Il dottor Moss ha detto che lo studio ha avuto una serie di punti di forza.

“In primo luogo, l’intervento è durato sei mesi, quindi questo dà una buona valutazione dell’uso a lungo termine degli aromi. L’uso dell’imaging cerebrale può aiutare a dimostrare come eventuali effetti comportamentali potrebbero essere mediati a livello della struttura e della funzione del cervello”, ha detto MNT.

“È stata impiegata una serie di test cognitivi per valutare diverse funzioni cognitive; memoria, memoria di lavoro, commutazione dell’attenzione e pianificazione. L’uso di una gamma di oli essenziali che sono stati ruotati su base giornaliera per una settimana è un buon elemento per lo studio per garantire l’arricchimento ambientale “, ha continuato.

Tuttavia, l’affidabilità dei risultati è limitata dall’esiguo numero di partecipanti che hanno fornito dati per le analisi cognitive. A causa della pandemia di COVID-19, molti partecipanti non hanno potuto o non hanno voluto tornare al campus universitario per le valutazioni cognitive al termine dell’intervento di 6 mesi.

Ciò ha ridotto il set di dati della valutazione cognitiva a un totale di 23, 12 dei quali hanno sperimentato un arricchimento olfattivo e 11 erano nel gruppo di controllo.

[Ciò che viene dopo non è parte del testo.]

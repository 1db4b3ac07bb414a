//! Shape and mass database shared by every world.
//!
//! Each registered object type carries a collision primitive, its local
//! bounding box and the mass/friction data the solvers read. The database is
//! populated up front and treated as immutable while worlds are stepping.

use glam::Vec3;
use serde::{Deserialize, Serialize};

use super::aabb::Aabb;
use super::hull::ConvexHull;
use crate::error::{PhysicsError, Result};
use crate::utils::math::{inertia_cuboid, inertia_sphere, invert_diagonal};

/// Index into the [`ObjectManager`].
#[derive(Debug, Clone, Copy, PartialEq, Eq, Hash, PartialOrd, Ord, Serialize, Deserialize)]
pub struct ObjectId(pub u32);

impl ObjectId {
    pub fn index(self) -> usize {
        self.0 as usize
    }
}

/// Primitive type flag. The narrowphase ORs two flags to pick a routine, so
/// every value is a distinct bit.
#[repr(u8)]
#[derive(Debug, Clone, Copy, PartialEq, Eq, Hash, PartialOrd, Ord, Serialize, Deserialize)]
pub enum PrimitiveKind {
    Sphere = 1,
    Hull = 2,
    Plane = 4,
}

impl PrimitiveKind {
    pub fn flag(self) -> u8 {
        self as u8
    }
}

#[derive(Debug, Clone)]
pub enum CollisionPrimitive {
    Sphere { radius: f32 },
    /// Convex polyhedron; scaled per body.
    Hull(ConvexHull),
    /// Infinite plane through the body origin with normal along local +Z.
    Plane,
}

impl CollisionPrimitive {
    pub fn kind(&self) -> PrimitiveKind {
        match self {
            CollisionPrimitive::Sphere { .. } => PrimitiveKind::Sphere,
            CollisionPrimitive::Hull(_) => PrimitiveKind::Hull,
            CollisionPrimitive::Plane => PrimitiveKind::Plane,
        }
    }

    pub fn local_aabb(&self) -> Aabb {
        match self {
            CollisionPrimitive::Sphere { radius } => Aabb::from_half_extents(Vec3::splat(*radius)),
            CollisionPrimitive::Hull(hull) => hull.local_aabb(),
            CollisionPrimitive::Plane => Aabb::unbounded(),
        }
    }
}

/// Mass and friction data read by the integrator and both solvers.
#[derive(Debug, Clone, Copy, PartialEq, Serialize, Deserialize)]
pub struct RigidBodyMetadata {
    /// Zero means infinite mass; such bodies are never moved.
    pub inv_mass: f32,
    /// Diagonal of the inverse inertia tensor in the body frame.
    pub inv_inertia: Vec3,
    pub static_friction: f32,
    pub dynamic_friction: f32,
}

impl Default for RigidBodyMetadata {
    fn default() -> Self {
        Self::fixed(0.5, 0.3)
    }
}

impl RigidBodyMetadata {
    pub fn new(inv_mass: f32, inv_inertia: Vec3, static_friction: f32, dynamic_friction: f32) -> Self {
        Self {
            inv_mass,
            inv_inertia,
            static_friction,
            dynamic_friction,
        }
    }

    pub fn dynamic_sphere(mass: f32, radius: f32, static_friction: f32, dynamic_friction: f32) -> Self {
        Self::from_mass(mass, inertia_sphere(radius, mass), static_friction, dynamic_friction)
    }

    pub fn dynamic_cuboid(
        mass: f32,
        half_extents: Vec3,
        static_friction: f32,
        dynamic_friction: f32,
    ) -> Self {
        Self::from_mass(
            mass,
            inertia_cuboid(half_extents, mass),
            static_friction,
            dynamic_friction,
        )
    }

    /// Immovable body (ground planes, walls).
    pub fn fixed(static_friction: f32, dynamic_friction: f32) -> Self {
        Self::new(0.0, Vec3::ZERO, static_friction, dynamic_friction)
    }

    fn from_mass(mass: f32, inertia: Vec3, static_friction: f32, dynamic_friction: f32) -> Self {
        if mass <= 0.0 {
            return Self::fixed(static_friction, dynamic_friction);
        }
        Self::new(1.0 / mass, invert_diagonal(inertia), static_friction, dynamic_friction)
    }

    pub fn is_static(&self) -> bool {
        self.inv_mass == 0.0
    }
}

/// Registration input for [`ObjectManager::add_object`].
#[derive(Debug, Clone)]
pub struct ObjectDesc {
    pub primitive: CollisionPrimitive,
    pub metadata: RigidBodyMetadata,
}

impl ObjectDesc {
    pub fn new(primitive: CollisionPrimitive, metadata: RigidBodyMetadata) -> Self {
        Self {
            primitive,
            metadata,
        }
    }
}

#[derive(Debug, Clone)]
pub struct ObjectRecord {
    pub aabb: Aabb,
    pub primitive: CollisionPrimitive,
    pub metadata: RigidBodyMetadata,
}

#[derive(Debug, Default, Clone)]
pub struct ObjectManager {
    objects: Vec<ObjectRecord>,
}

impl ObjectManager {
    pub fn new() -> Self {
        Self::default()
    }

    pub fn add_object(&mut self, desc: ObjectDesc) -> ObjectId {
        let id = ObjectId(self.objects.len() as u32);
        self.objects.push(ObjectRecord {
            aabb: desc.primitive.local_aabb(),
            primitive: desc.primitive,
            metadata: desc.metadata,
        });
        log::debug!("registered object {:?} ({:?})", id, self.objects[id.index()].primitive.kind());
        id
    }

    pub fn get(&self, id: ObjectId) -> Result<&ObjectRecord> {
        self.objects
            .get(id.index())
            .ok_or(PhysicsError::UnknownObject(id))
    }

    pub fn contains(&self, id: ObjectId) -> bool {
        id.index() < self.objects.len()
    }

    pub fn len(&self) -> usize {
        self.objects.len()
    }

    pub fn is_empty(&self) -> bool {
        self.objects.is_empty()
    }
}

Anche la dottoressa Aimee Spector, professore di psicologia clinica della vecchiaia all’University College di Londra nel Regno Unito, che non è stata coinvolta nello studio, ha commentato che la dimensione del campione era molto piccola e che “è necessario uno studio completo per trarre conclusioni definitive. “

Il fatto che nessuno dei partecipanti avesse un deterioramento cognitivo significava anche che “c’è un limite ai probabili cambiamenti nella funzione cognitiva”, ha detto. MNT.

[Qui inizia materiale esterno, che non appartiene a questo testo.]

use std::collections::{HashMap, HashSet};

use glam::Vec3;

use super::events::CandidateCollision;
use crate::core::aabb::Aabb;
use crate::core::object::{CollisionPrimitive, ObjectManager};
use crate::core::soa::BodiesSoA;
use crate::error::Result;
use crate::utils::allocator::EntityId;

/// Bodies whose bounds cover more cells than this are tested against
/// everything instead of being rasterised into the grid.
const MAX_CELLS_PER_BODY: i64 = 512;

/// Fixed margin per axis, scaled by the squared step length.
const AABB_MARGIN_SCALE: f32 = 100.0;

type CellKey = (i32, i32, i32);

/// Uniform grid spatial partitioning used by the broadphase.
pub struct SpatialGrid {
    cell_size: f32,
    grid: HashMap<CellKey, Vec<(EntityId, Aabb)>>,
}

impl SpatialGrid {
    pub fn new(cell_size: f32) -> Self {
        Self {
            cell_size,
            grid: HashMap::new(),
        }
    }

    fn world_to_grid(&self, pos: Vec3) -> CellKey {
        (
            (pos.x / self.cell_size).floor() as i32,
            (pos.y / self.cell_size).floor() as i32,
            (pos.z / self.cell_size).floor() as i32,
        )
    }

    fn cell_range(&self, aabb: &Aabb) -> (CellKey, CellKey) {
        (self.world_to_grid(aabb.min), self.world_to_grid(aabb.max))
    }

    fn cell_count(&self, aabb: &Aabb) -> i64 {
        let (lo, hi) = self.cell_range(aabb);
        (hi.0 as i64 - lo.0 as i64 + 1)
            * (hi.1 as i64 - lo.1 as i64 + 1)
            * (hi.2 as i64 - lo.2 as i64 + 1)
    }

    pub fn insert(&mut self, entity_id: EntityId, aabb: Aabb) {
        let (min_cell, max_cell) = self.cell_range(&aabb);
        for x in min_cell.0..=max_cell.0 {
            for y in min_cell.1..=max_cell.1 {
                for z in min_cell.2..=max_cell.2 {
                    self.grid
                        .entry((x, y, z))
                        .or_default()
                        .push((entity_id, aabb));
                }
            }
        }
    }

    /// Empties every cell, dropping cells that stayed empty since the last
    /// clear.
    pub fn clear(&mut self) {
        self.grid.retain(|_, entries| {
            let keep = !entries.is_empty();
            entries.clear();
            keep
        });
    }

    pub fn occupied_cells(&self) -> usize {
        self.grid.values().filter(|entries| !entries.is_empty()).count()
    }

    fn overlapping_pairs(&self, seen: &mut HashSet<CandidateCollision>) {
        for entries in self.grid.values() {
            for (i, (id_a, aabb_a)) in entries.iter().enumerate() {
                for (id_b, aabb_b) in &entries[i + 1..] {
                    if aabb_a.overlaps(aabb_b) {
                        seen.insert(CandidateCollision::new(*id_a, *id_b));
                    }
                }
            }
        }
    }
}

/// Broadphase driver: refreshes bounds and emits candidate pairs.
pub struct BroadPhase {
    grid: SpatialGrid,
    unbounded: Vec<EntityId>,
    oversized: Vec<(EntityId, Aabb)>,
    bounded: Vec<(EntityId, Aabb)>,
    seen: HashSet<CandidateCollision>,
}

impl BroadPhase {
    pub fn new(cell_size: f32) -> Self {
        Self {
            grid: SpatialGrid::new(cell_size),
            unbounded: Vec::new(),
            oversized: Vec::new(),
            bounded: Vec::new(),
            seen: HashSet::new(),
        }
    }

    /// Recomputes every body's world-space bounds for a step of length `dt`:
    /// the rotated local box, stretched along the motion by twice the
    /// distance covered in one step and padded by a small fixed margin.
    /// Fails if a body refers to an unregistered object.
    pub fn refresh_aabbs(bodies: &mut BodiesSoA, objects: &ObjectManager, dt: f32) -> Result<()> {
        let margin = Vec3::splat(AABB_MARGIN_SCALE * dt * dt);
        bodies.try_for_each_mut(|body| {
            let record = objects.get(body.object)?;
            let local = match record.primitive {
                CollisionPrimitive::Hull(_) => record.aabb.scaled(body.scale),
                _ => record.aabb,
            };
            let mut world = local.transformed(*body.position, *body.rotation);
            if world.is_bounded() {
                let sweep = body.velocity.linear * (2.0 * dt);
                world.min += sweep.min(Vec3::ZERO) - margin;
                world.max += sweep.max(Vec3::ZERO) + margin;
            }
            *body.aabb = world;
            Ok(())
        })
    }

    /// Writes each overlapping unordered pair once into `out`, sorted.
    /// Unbounded bodies pair with every bounded body; two unbounded bodies
    /// never pair.
    pub fn find_pairs(&mut self, bodies: &BodiesSoA, out: &mut Vec<CandidateCollision>) {
        self.grid.clear();
        self.unbounded.clear();
        self.oversized.clear();
        self.bounded.clear();
        self.seen.clear();

        for body in bodies.iter() {
            let (id, aabb) = (body.id(), body.aabb());
            if aabb.min.cmpgt(aabb.max).any() {
                continue;
            }
            if !aabb.is_bounded() {
                self.unbounded.push(id);
                continue;
            }
            self.bounded.push((id, aabb));
            if self.grid.cell_count(&aabb) > MAX_CELLS_PER_BODY {
                self.oversized.push((id, aabb));
            } else {
                self.grid.insert(id, aabb);
            }
        }

        self.grid.overlapping_pairs(&mut self.seen);

        for (big, big_aabb) in &self.oversized {
            for (other, other_aabb) in &self.bounded {
                if big != other && big_aabb.overlaps(other_aabb) {
                    self.seen.insert(CandidateCollision::new(*big, *other));
                }
            }
        }

        for &plane in &self.unbounded {
            for (other, _) in &self.bounded {
                self.seen.insert(CandidateCollision::new(plane, *other));
            }
        }

        out.clear();
        out.extend(self.seen.iter().copied());
        out.sort_unstable();
        log::trace!(
            "broadphase: {} occupied cell(s), {} oversized, {} unbounded, {} pair(s)",
            self.grid.occupied_cells(),
            self.oversized.len(),
            self.unbounded.len(),
            out.len()
        );
    }

    pub fn clear(&mut self) {
        self.grid.clear();
        self.unbounded.clear();
        self.oversized.clear();
        self.bounded.clear();
        self.seen.clear();
    }
}

#[cfg(test)]
mod tests {
    use super::*;
    use crate::core::hull::ConvexHull;
    use crate::core::object::{ObjectDesc, ObjectId, RigidBodyMetadata};
    use crate::core::soa::BodyDesc;
    use crate::core::types::Velocity;
    use approx::assert_abs_diff_eq;

    fn objects() -> (ObjectManager, ObjectId, ObjectId, ObjectId) {
        let mut objects = ObjectManager::new();
        let sphere = objects.add_object(ObjectDesc::new(
            CollisionPrimitive::Sphere { radius: 0.5 },
            RigidBodyMetadata::dynamic_sphere(1.0, 0.5, 0.5, 0.3),
        ));
        let plane = objects.add_object(ObjectDesc::new(
            CollisionPrimitive::Plane,
            RigidBodyMetadata::fixed(0.5, 0.3),
        ));
        let cube = objects.add_object(ObjectDesc::new(
            CollisionPrimitive::Hull(ConvexHull::cuboid(Vec3::splat(0.5))),
            RigidBodyMetadata::dynamic_cuboid(1.0, Vec3::splat(0.5), 0.5, 0.3),
        ));
        (objects, sphere, plane, cube)
    }

    #[test]
    fn moving_body_bounds_stretch_along_velocity() {
        let (objects, sphere, _, _) = objects();
        let mut bodies = BodiesSoA::new(4);
        let id = bodies
            .insert(
                BodyDesc::new(sphere).with_velocity(Velocity::linear(Vec3::new(6.0, 0.0, 0.0))),
            )
            .expect("insert");
        let dt = 0.1;
        BroadPhase::refresh_aabbs(&mut bodies, &objects, dt).expect("registered objects");

        let aabb = bodies.get(id).expect("live").aabb();
        let margin = 100.0 * dt * dt;
        assert_abs_diff_eq!(aabb.max.x, 0.5 + 1.2 + margin, epsilon = 1e-5);
        assert_abs_diff_eq!(aabb.min.x, -0.5 - margin, epsilon = 1e-5);
        assert_abs_diff_eq!(aabb.max.y, 0.5 + margin, epsilon = 1e-5);
    }

    #[test]
    fn scaled_hull_bounds_follow_scale() {
        let (objects, _, _, cube) = objects();
        let mut bodies = BodiesSoA::new(4);
        let id = bodies
            .insert(BodyDesc::new(cube).with_scale(Vec3::new(2.0, 1.0, 1.0)))
            .expect("insert");
        BroadPhase::refresh_aabbs(&mut bodies, &objects, 0.0).expect("registered objects");
        let aabb = bodies.get(id).expect("live").aabb();
        assert_abs_diff_eq!(aabb.max.x, 1.0, epsilon = 1e-6);
        assert_abs_diff_eq!(aabb.max.y, 0.5, epsilon = 1e-6);
    }

    #[test]
    fn pairs_are_reported_once_and_planes_pair_with_everything() {
        let (objects, sphere, plane, _) = objects();
        let mut bodies = BodiesSoA::new(8);
        let ground = bodies.insert(BodyDesc::new(plane)).expect("insert");
        let ceiling = bodies
            .insert(BodyDesc::new(plane).with_position(Vec3::Z * 10.0))
            .expect("insert");
        // Straddles a cell boundary so both spheres share several cells.
        let a = bodies
            .insert(BodyDesc::new(sphere).with_position(Vec3::new(3.8, 3.8, 3.8)))
            .expect("insert");
        let b = bodies
            .insert(BodyDesc::new(sphere).with_position(Vec3::new(4.2, 4.2, 4.2)))
            .expect("insert");
        let far = bodies
            .insert(BodyDesc::new(sphere).with_position(Vec3::splat(40.0)))
            .expect("insert");

        BroadPhase::refresh_aabbs(&mut bodies, &objects, 1.0 / 60.0).expect("registered objects");
        let mut broadphase = BroadPhase::new(4.0);
        let mut pairs = Vec::new();
        broadphase.find_pairs(&bodies, &mut pairs);

        // Three spheres against two planes, plus the one overlapping sphere pair.
        assert_eq!(pairs.len(), 3 * 2 + 1);
        assert!(pairs.contains(&CandidateCollision::new(ceiling, far)));
        assert!(pairs.contains(&CandidateCollision::new(a, b)));
        assert!(!pairs.contains(&CandidateCollision::new(ground, ceiling)));
        assert!(!pairs.iter().any(|p| p == &CandidateCollision::new(a, far)));
    }

    #[test]
    fn oversized_bodies_still_find_neighbours() {
        let mut objects = ObjectManager::new();
        let slab = objects.add_object(ObjectDesc::new(
            CollisionPrimitive::Hull(ConvexHull::cuboid(Vec3::new(200.0, 200.0, 0.5))),
            RigidBodyMetadata::fixed(0.5, 0.3),
        ));
        let ball = objects.add_object(ObjectDesc::new(
            CollisionPrimitive::Sphere { radius: 0.5 },
            RigidBodyMetadata::dynamic_sphere(1.0, 0.5, 0.5, 0.3),
        ));
        let mut bodies = BodiesSoA::new(4);
        let floor = bodies.insert(BodyDesc::new(slab)).expect("insert");
        let sphere = bodies
            .insert(BodyDesc::new(ball).with_position(Vec3::new(150.0, -20.0, 0.9)))
            .expect("insert");

        BroadPhase::refresh_aabbs(&mut bodies, &objects, 1.0 / 60.0).expect("registered objects");
        let mut pairs = Vec::new();
        BroadPhase::new(4.0).find_pairs(&bodies, &mut pairs);
        assert_eq!(pairs, vec![CandidateCollision::new(floor, sphere)]);
    }
}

Dovrei usare oli per aromaterapia di notte?

“È probabile che ci sia stato anche un effetto placebo in quanto al gruppo di controllo è stata somministrata acqua distillata e quindi avrebbe saputo che non stavano ricevendo cure”, ha sottolineato il dott. Spector.

Il dottor Moss ha osservato che “delle 12 misure cognitive che hanno analizzato, solo una ha prodotto una differenza significativa, quindi sebbene sia stato trovato un grande effetto per quella particolare variabile, la potenziale risposta mediana su un miglioramento del 226% potrebbe essere esagerata. Non è esattamente chiaro quali fossero i punteggi di base poiché viene fornita solo la variazione rispetto ai valori di base.

Nel complesso, il dottor Moss ritiene che “l’uso dell’aromaterapia per un paio d’ore a notte sia qualcosa che vale la pena provare” in quanto “può aiutare con la qualità del sonno e potenzialmente sulla memoria”.

Tuttavia, ha avvertito le persone di non aspettarsi “un netto miglioramento”, poiché “anche tra i partecipanti che hanno ricevuto l’intervento sull’aroma nello studio, solo la metà ha migliorato la memoria dopo sei mesi”.